Work order: The entries below hold a line with "Planned purchase cost" and a line with "price (builder style)". Return those lines and all that lie between them, exactly and only.

Data to process:
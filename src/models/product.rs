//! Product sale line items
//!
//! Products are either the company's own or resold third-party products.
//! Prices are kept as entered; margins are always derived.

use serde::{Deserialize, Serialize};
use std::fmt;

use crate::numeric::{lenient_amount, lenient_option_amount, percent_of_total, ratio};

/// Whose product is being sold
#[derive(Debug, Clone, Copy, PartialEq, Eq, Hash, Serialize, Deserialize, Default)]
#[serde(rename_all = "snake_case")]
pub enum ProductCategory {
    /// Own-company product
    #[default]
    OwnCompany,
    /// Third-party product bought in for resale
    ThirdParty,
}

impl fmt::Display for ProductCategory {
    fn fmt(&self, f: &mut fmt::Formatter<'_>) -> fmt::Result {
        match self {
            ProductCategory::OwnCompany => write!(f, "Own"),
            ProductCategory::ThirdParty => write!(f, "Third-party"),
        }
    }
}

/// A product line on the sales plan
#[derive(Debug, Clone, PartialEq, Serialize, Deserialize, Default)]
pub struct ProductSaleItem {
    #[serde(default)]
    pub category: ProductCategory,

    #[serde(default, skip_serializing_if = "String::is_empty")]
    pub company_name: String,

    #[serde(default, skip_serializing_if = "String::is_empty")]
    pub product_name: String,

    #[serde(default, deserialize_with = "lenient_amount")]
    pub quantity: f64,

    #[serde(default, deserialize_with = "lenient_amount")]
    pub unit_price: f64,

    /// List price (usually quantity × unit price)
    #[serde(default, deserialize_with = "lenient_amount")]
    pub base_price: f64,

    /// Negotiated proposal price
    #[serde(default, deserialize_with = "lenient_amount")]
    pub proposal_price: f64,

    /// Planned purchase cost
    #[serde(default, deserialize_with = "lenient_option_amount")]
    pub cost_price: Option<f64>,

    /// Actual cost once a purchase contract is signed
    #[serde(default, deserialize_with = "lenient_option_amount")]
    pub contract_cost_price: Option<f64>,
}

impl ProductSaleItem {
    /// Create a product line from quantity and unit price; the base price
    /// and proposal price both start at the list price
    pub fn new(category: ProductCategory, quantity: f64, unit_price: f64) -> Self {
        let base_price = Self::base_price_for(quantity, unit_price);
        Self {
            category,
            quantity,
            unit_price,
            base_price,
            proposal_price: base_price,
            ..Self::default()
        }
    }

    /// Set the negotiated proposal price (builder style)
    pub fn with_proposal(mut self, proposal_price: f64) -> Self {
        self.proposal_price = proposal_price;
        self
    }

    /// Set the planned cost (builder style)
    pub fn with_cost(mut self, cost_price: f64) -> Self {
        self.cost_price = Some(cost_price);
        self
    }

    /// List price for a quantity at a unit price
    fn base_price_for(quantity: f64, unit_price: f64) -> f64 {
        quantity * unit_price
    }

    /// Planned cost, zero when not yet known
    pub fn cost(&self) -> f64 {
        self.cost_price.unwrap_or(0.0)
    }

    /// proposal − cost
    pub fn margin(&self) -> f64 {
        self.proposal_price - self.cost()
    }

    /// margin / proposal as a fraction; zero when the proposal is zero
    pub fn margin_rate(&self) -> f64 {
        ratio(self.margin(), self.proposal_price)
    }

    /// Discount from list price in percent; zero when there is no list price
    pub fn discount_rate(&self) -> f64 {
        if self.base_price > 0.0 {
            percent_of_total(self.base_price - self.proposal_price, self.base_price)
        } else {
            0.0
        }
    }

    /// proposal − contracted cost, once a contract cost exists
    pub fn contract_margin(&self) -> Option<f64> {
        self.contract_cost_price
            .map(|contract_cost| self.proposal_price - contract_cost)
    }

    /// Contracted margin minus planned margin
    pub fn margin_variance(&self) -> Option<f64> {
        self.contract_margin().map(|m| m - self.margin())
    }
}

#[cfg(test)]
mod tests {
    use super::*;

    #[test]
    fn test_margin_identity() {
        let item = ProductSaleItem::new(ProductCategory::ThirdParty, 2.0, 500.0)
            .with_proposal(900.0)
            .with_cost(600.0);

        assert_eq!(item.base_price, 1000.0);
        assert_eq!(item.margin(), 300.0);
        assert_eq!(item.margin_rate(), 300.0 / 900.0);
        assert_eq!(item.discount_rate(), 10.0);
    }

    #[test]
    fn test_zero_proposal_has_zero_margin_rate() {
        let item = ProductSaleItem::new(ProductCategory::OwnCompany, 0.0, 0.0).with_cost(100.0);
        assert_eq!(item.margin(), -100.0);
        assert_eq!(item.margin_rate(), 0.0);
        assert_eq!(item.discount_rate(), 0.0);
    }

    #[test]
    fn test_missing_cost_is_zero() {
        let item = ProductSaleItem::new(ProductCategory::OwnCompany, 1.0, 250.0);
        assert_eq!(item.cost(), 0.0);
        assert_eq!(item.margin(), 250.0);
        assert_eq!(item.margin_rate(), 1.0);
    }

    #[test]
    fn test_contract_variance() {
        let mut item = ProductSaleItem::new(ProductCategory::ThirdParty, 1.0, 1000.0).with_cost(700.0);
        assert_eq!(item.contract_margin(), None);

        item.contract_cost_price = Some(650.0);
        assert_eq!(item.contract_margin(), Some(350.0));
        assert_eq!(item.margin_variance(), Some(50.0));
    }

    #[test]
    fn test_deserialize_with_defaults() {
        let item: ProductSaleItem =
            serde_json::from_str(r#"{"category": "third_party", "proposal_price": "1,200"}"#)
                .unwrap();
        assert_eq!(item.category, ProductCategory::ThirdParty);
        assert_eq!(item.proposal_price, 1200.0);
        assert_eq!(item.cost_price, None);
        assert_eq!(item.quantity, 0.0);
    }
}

Task output:
    /// Planned purchase cost
    #[serde(default, deserialize_with = "lenient_option_amount")]
    pub cost_price: Option<f64>,

    /// Actual cost once a purchase contract is signed
    #[serde(default, deserialize_with = "lenient_option_amount")]
    pub contract_cost_price: Option<f64>,
}

impl ProductSaleItem {
    /// Create a product line from quantity and unit price; the base price
    /// and proposal price both start at the list price
    pub fn new(category: ProductCategory, quantity: f64, unit_price: f64) -> Self {
        let base_price = Self::base_price_for(quantity, unit_price);
        Self {
            category,
            quantity,
            unit_price,
            base_price,
            proposal_price: base_price,
            ..Self::default()
        }
    }

    /// Set the negotiated proposal price (builder style)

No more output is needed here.